→ STORED DATA
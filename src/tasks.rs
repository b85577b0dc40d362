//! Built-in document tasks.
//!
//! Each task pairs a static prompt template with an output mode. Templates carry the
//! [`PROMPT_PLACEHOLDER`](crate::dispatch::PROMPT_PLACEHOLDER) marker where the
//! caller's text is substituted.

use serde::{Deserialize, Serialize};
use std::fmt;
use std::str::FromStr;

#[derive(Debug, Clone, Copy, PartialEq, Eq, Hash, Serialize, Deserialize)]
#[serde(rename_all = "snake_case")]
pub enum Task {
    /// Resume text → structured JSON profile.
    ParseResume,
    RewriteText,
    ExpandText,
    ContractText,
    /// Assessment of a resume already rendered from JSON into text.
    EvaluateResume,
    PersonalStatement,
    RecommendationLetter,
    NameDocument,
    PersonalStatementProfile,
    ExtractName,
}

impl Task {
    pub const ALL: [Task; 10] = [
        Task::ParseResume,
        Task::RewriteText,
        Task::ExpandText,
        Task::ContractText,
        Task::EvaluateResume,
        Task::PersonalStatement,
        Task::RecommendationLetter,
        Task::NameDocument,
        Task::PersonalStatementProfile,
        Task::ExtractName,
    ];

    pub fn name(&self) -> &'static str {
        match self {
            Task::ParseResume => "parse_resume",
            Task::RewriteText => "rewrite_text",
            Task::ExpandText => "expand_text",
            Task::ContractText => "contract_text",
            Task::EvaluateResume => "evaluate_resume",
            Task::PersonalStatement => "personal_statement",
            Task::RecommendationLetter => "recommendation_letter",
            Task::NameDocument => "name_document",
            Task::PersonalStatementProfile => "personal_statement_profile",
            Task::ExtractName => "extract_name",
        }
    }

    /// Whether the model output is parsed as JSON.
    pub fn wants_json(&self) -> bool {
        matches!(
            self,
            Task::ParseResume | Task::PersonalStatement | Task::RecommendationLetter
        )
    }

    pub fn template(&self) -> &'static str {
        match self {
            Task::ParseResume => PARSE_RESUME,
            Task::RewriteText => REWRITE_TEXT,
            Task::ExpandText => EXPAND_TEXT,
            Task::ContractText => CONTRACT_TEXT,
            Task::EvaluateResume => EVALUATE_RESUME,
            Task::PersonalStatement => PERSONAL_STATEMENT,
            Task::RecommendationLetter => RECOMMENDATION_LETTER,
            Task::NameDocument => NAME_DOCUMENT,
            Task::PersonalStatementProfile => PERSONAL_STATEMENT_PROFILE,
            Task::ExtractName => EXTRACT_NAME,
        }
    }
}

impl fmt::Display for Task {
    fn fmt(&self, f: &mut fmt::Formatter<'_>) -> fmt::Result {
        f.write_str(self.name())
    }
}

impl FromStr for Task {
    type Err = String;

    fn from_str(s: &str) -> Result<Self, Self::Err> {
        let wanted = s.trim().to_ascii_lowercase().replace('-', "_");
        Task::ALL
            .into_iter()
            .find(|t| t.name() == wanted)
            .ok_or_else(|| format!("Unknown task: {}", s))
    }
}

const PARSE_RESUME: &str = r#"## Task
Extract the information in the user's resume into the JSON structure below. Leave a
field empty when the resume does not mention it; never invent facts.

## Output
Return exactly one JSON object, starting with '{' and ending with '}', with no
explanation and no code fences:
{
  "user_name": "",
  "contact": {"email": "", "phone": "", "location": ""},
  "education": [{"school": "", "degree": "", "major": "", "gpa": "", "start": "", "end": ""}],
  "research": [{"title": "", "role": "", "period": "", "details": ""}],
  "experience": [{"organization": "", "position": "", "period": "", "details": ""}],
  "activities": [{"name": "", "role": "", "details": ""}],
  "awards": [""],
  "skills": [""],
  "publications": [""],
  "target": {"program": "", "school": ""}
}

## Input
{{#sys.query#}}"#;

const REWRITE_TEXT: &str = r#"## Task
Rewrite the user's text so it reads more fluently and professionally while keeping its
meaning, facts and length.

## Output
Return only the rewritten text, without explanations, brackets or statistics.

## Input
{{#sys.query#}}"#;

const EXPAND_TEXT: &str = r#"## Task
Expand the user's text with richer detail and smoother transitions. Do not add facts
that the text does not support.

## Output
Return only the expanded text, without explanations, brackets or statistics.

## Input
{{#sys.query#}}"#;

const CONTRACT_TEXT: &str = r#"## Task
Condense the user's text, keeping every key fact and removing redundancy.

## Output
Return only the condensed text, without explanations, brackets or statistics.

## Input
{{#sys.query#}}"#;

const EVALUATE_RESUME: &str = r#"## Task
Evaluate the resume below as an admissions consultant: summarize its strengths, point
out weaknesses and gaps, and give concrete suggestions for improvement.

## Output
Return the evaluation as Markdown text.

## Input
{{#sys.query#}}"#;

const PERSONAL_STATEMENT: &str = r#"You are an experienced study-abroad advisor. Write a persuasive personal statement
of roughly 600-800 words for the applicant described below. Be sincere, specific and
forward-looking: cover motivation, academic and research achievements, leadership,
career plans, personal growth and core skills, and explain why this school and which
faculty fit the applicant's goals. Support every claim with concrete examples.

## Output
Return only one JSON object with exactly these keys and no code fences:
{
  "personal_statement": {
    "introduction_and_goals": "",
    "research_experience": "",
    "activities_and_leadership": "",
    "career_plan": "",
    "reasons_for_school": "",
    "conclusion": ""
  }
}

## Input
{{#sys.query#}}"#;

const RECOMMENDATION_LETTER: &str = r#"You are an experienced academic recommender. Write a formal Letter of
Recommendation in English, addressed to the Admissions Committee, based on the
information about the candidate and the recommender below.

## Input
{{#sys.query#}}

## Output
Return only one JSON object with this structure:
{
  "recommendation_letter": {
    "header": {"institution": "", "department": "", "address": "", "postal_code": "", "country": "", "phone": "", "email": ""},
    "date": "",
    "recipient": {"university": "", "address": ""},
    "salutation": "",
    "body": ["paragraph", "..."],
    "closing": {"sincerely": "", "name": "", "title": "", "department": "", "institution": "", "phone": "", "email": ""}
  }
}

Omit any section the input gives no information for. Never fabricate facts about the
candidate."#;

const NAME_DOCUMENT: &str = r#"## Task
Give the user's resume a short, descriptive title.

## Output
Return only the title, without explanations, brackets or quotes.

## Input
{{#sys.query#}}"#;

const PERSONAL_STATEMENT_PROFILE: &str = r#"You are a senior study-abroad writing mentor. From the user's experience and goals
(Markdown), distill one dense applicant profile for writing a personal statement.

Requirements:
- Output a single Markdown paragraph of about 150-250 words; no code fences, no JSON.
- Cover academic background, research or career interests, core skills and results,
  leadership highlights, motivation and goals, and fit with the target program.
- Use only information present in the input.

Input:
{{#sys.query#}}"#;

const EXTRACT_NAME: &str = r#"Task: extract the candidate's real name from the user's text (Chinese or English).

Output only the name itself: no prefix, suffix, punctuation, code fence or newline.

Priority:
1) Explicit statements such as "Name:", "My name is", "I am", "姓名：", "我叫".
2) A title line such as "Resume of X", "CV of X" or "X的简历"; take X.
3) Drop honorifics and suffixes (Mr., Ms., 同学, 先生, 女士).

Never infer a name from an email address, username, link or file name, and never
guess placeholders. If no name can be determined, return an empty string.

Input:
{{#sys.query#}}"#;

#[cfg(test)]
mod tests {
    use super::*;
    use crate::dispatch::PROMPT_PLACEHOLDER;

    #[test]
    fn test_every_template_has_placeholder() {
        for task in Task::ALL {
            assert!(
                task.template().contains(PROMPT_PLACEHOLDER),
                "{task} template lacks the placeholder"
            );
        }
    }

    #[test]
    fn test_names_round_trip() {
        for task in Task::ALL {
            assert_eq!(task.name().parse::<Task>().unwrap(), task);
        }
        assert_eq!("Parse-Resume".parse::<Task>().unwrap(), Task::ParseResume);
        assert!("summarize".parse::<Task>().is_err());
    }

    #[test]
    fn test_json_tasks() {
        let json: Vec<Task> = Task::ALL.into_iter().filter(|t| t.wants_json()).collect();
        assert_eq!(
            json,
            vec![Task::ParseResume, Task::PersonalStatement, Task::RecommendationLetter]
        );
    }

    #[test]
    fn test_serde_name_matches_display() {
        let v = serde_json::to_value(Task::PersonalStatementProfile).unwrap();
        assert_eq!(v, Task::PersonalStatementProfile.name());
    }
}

→ REQUIREMENT
Find and copy every line in the entries above where the string "summarize" occurs.

→ RESPONSE BOX
Evaluate the resume below as an admissions consultant: summarize its strengths, point
        assert!("summarize".parse::<Task>().is_err());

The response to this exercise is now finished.